La disección de una banda de tejido subcutáneo en la parte distal no se debe limitar al nivel de la comunicación con la arteria interósea anterior para que no haya pérdida en longitud del pedículo. Cuanto más distal se proceda la disección más fácil será acomodar la rotación producida que debe ser acomodada sin cierre a tensión de la piel. En nuestros casos no ha sido necesario la colocación de injerto de piel parcial en esta zona, pero si este fuera el caso no dudaríamos en hacerlo.

No hubo una correlación precisa entre la anchura del colgajo y la necesidad de cubrir la zona donante con injerto de piel parcial. Pacientes con zonas donantes con anchura de cuatro centímetros requirieron cobertura con injertos, mientras que en otros con anchura de cinco centímetros se procedió al cierre directo de la piel. Los factores más importantes en cuanto a la necesidad de cobertura con injerto fueron el cierre previo a la descompresión del manguito de isquemia (que varió según la necesidad de realizar procedimientos asociados), las dimensiones del antebrazo y el grado de edema del miembro.

Conclusiones

El colgajo interóseo posterior demostró ser una alternativa fiable y efectiva para cobertura de heridas que se localicen en el rango de alcance de su pedículo, a menos que se encuentren variaciones anatómicas, lo cual ocurre en pocos casos. La incorporación de una vena subcutánea de gran calibre disecada con tejido subcutáneo realizada a partir del cuarto caso no conllevó problemas de edemas por congestión venosa. Además, estas complicaciones no ocurrieron cuando este procedimiento fué realizado, al contrario de lo que sucedió en los primeros casos.

Nivel de evidencia

Nivel de evidencia V.

Protección de personas y animales

Los autores declaran que los procedimientos seguidos se conformaron a las normas éticas del comité de experimentación humana responsable y de acuerdo con la Asociación Médica Mundial y la Declaración de Helsinki.

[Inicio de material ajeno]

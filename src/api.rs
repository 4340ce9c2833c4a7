//! HTTP surface for Docpipe.
//!
//! This module exposes a compact Axum router with two endpoints:
//!
//! - `POST /process` – Run the ingestion pipeline for one document: resolve content, chunk,
//!   embed, and persist. Returns `{success, message, documentId, totalChunks,
//!   successfulChunks}` or, when the document was already chunked, `{success, message,
//!   documentId, skipped}`.
//! - `GET /metrics` – Observe ingestion counters.
//!
//! Failures always produce a definitive `{success: false, error}` body; partial chunk
//! failures surface through `successfulChunks < totalChunks` instead.

use crate::pipeline::{DocumentProcessor, PipelineError, ProcessOutcome, ProcessRequest};
use axum::{
    Json, Router,
    extract::State,
    http::StatusCode,
    response::{IntoResponse, Response},
    routing::{get, post},
};
use serde::{Deserialize, Serialize};
use std::sync::Arc;

/// Build the HTTP router exposing the processing API surface.
pub fn create_router<S>(service: Arc<S>) -> Router
where
    S: DocumentProcessor + 'static,
{
    Router::new()
        .route("/process", post(process_document::<S>))
        .route("/metrics", get(get_metrics::<S>))
        .with_state(service)
}

/// Request body for the `POST /process` endpoint.
#[derive(Deserialize)]
#[serde(rename_all = "camelCase")]
struct ProcessRequestBody {
    /// Identifier of the document to process.
    document_id: String,
    /// Optional file URL overriding the stored reference.
    #[serde(default)]
    file_url: Option<String>,
    /// Optional file type overriding the stored reference.
    #[serde(default)]
    file_type: Option<String>,
    /// Optional project identifier overriding the stored document's project.
    #[serde(default)]
    project_id: Option<String>,
    /// Delete existing chunks and reprocess.
    #[serde(default)]
    force_reprocess: bool,
}

/// Success response for the `POST /process` endpoint.
#[derive(Serialize)]
#[serde(rename_all = "camelCase")]
struct ProcessResponseBody {
    success: bool,
    message: String,
    document_id: String,
    #[serde(skip_serializing_if = "Option::is_none")]
    total_chunks: Option<usize>,
    #[serde(skip_serializing_if = "Option::is_none")]
    successful_chunks: Option<usize>,
    #[serde(skip_serializing_if = "Option::is_none")]
    skipped: Option<bool>,
}

/// Run the processing pipeline for one document.
async fn process_document<S>(
    State(service): State<Arc<S>>,
    Json(request): Json<ProcessRequestBody>,
) -> Result<Json<ProcessResponseBody>, AppError>
where
    S: DocumentProcessor,
{
    let ProcessRequestBody {
        document_id,
        file_url,
        file_type,
        project_id,
        force_reprocess,
    } = request;

    let outcome = service
        .process(ProcessRequest {
            document_id: document_id.clone(),
            file_url,
            file_type,
            project_id,
            force_reprocess,
        })
        .await?;

    let body = match outcome {
        ProcessOutcome::Skipped => ProcessResponseBody {
            success: true,
            message: "Document already processed; skipped".into(),
            document_id,
            total_chunks: None,
            successful_chunks: None,
            skipped: Some(true),
        },
        ProcessOutcome::Completed {
            total_chunks,
            successful_chunks,
        } => ProcessResponseBody {
            success: true,
            message: format!(
                "Processed document into {successful_chunks} of {total_chunks} chunks"
            ),
            document_id,
            total_chunks: Some(total_chunks),
            successful_chunks: Some(successful_chunks),
            skipped: None,
        },
    };
    Ok(Json(body))
}

/// Return the current ingestion counters.
async fn get_metrics<S>(
    State(service): State<Arc<S>>,
) -> Json<crate::metrics::MetricsSnapshot>
where
    S: DocumentProcessor,
{
    Json(service.metrics_snapshot())
}

/// Error body shared by every failure response.
#[derive(Serialize)]
struct ErrorBody {
    success: bool,
    error: String,
}

struct AppError(PipelineError);

impl IntoResponse for AppError {
    fn into_response(self) -> Response {
        let status = match &self.0 {
            PipelineError::NotFound(_) => StatusCode::NOT_FOUND,
            PipelineError::EmptyContent(_) => StatusCode::UNPROCESSABLE_ENTITY,
            PipelineError::Store(_) => StatusCode::INTERNAL_SERVER_ERROR,
        };
        let body = ErrorBody {
            success: false,
            error: self.0.to_string(),
        };
        (status, Json(body)).into_response()
    }
}

impl From<PipelineError> for AppError {
    fn from(inner: PipelineError) -> Self {
        Self(inner)
    }
}

#[cfg(test)]
mod tests {
    use super::*;
    use crate::metrics::MetricsSnapshot;
    use async_trait::async_trait;
    use axum::{
        body::{Body, to_bytes},
        http::{Method, Request, StatusCode},
    };
    use serde_json::json;
    use tokio::sync::Mutex;
    use tower::ServiceExt;

    struct StubProcessor {
        calls: Mutex<Vec<ProcessRequest>>,
        outcome: Result<ProcessOutcome, fn() -> PipelineError>,
    }

    impl StubProcessor {
        fn new(outcome: Result<ProcessOutcome, fn() -> PipelineError>) -> Self {
            Self {
                calls: Mutex::new(Vec::new()),
                outcome,
            }
        }
    }

    #[async_trait]
    impl DocumentProcessor for StubProcessor {
        async fn process(
            &self,
            request: ProcessRequest,
        ) -> Result<ProcessOutcome, PipelineError> {
            self.calls.lock().await.push(request);
            self.outcome.map_err(|make| make())
        }

        fn metrics_snapshot(&self) -> MetricsSnapshot {
            MetricsSnapshot {
                documents_processed: 1,
                chunks_persisted: 4,
                chunks_failed: 1,
            }
        }
    }

    async fn send(
        service: Arc<StubProcessor>,
        payload: serde_json::Value,
    ) -> (StatusCode, serde_json::Value) {
        let app = create_router(service);
        let response = app
            .oneshot(
                Request::builder()
                    .method(Method::POST)
                    .uri("/process")
                    .header("content-type", "application/json")
                    .body(Body::from(payload.to_string()))
                    .expect("request"),
            )
            .await
            .expect("router response");
        let status = response.status();
        let bytes = to_bytes(response.into_body(), usize::MAX)
            .await
            .expect("body bytes");
        (status, serde_json::from_slice(&bytes).expect("json body"))
    }

    #[tokio::test]
    async fn completed_run_reports_chunk_counters() {
        let service = Arc::new(StubProcessor::new(Ok(ProcessOutcome::Completed {
            total_chunks: 5,
            successful_chunks: 4,
        })));
        let (status, body) = send(
            Arc::clone(&service),
            json!({
                "documentId": "doc-7",
                "projectId": "proj-2",
                "forceReprocess": true
            }),
        )
        .await;

        assert_eq!(status, StatusCode::OK);
        assert_eq!(body["success"], true);
        assert_eq!(body["documentId"], "doc-7");
        assert_eq!(body["totalChunks"], 5);
        assert_eq!(body["successfulChunks"], 4);
        assert!(body.get("skipped").is_none());

        let calls = service.calls.lock().await;
        assert_eq!(calls.len(), 1);
        assert!(calls[0].force_reprocess);
        assert_eq!(calls[0].project_id.as_deref(), Some("proj-2"));
    }

    #[tokio::test]
    async fn skipped_run_sets_the_skipped_flag() {
        let service = Arc::new(StubProcessor::new(Ok(ProcessOutcome::Skipped)));
        let (status, body) = send(service, json!({"documentId": "doc-7"})).await;

        assert_eq!(status, StatusCode::OK);
        assert_eq!(body["skipped"], true);
        assert!(body.get("totalChunks").is_none());
    }

    #[tokio::test]
    async fn missing_document_maps_to_not_found() {
        let service = Arc::new(StubProcessor::new(Err(|| {
            PipelineError::NotFound("doc-7".into())
        })));
        let (status, body) = send(service, json!({"documentId": "doc-7"})).await;

        assert_eq!(status, StatusCode::NOT_FOUND);
        assert_eq!(body["success"], false);
        assert!(body["error"].as_str().expect("error string").contains("doc-7"));
    }

    #[tokio::test]
    async fn metrics_route_serializes_the_snapshot() {
        let service = Arc::new(StubProcessor::new(Ok(ProcessOutcome::Skipped)));
        let app = create_router(service);
        let response = app
            .oneshot(
                Request::builder()
                    .method(Method::GET)
                    .uri("/metrics")
                    .body(Body::empty())
                    .expect("request"),
            )
            .await
            .expect("router response");

        assert_eq!(response.status(), StatusCode::OK);
        let bytes = to_bytes(response.into_body(), usize::MAX)
            .await
            .expect("body bytes");
        let body: serde_json::Value = serde_json::from_slice(&bytes).expect("json body");
        assert_eq!(body["documents_processed"], 1);
        assert_eq!(body["chunks_persisted"], 4);
    }
}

Confidencialidad de los datos

Todos los pacientes incluidos en el estudio han recibido información suficiente y han dado su consentimiento informado por escrito para participar en el mismo. Los autores declaran que han seguido los protocolos de su centro de trabajo sobre la publicación de datos de pacientes.

Derecho a la privacidad y consentimiento informado

Los autores han obtenido el consentimiento informado de los pacientes y/o sujetos referidos en el artículo. Este documento obra en poder del autor de correspondencia.

Conflicto de intereses

Los autores declaran no tener ningún conflicto de intereses.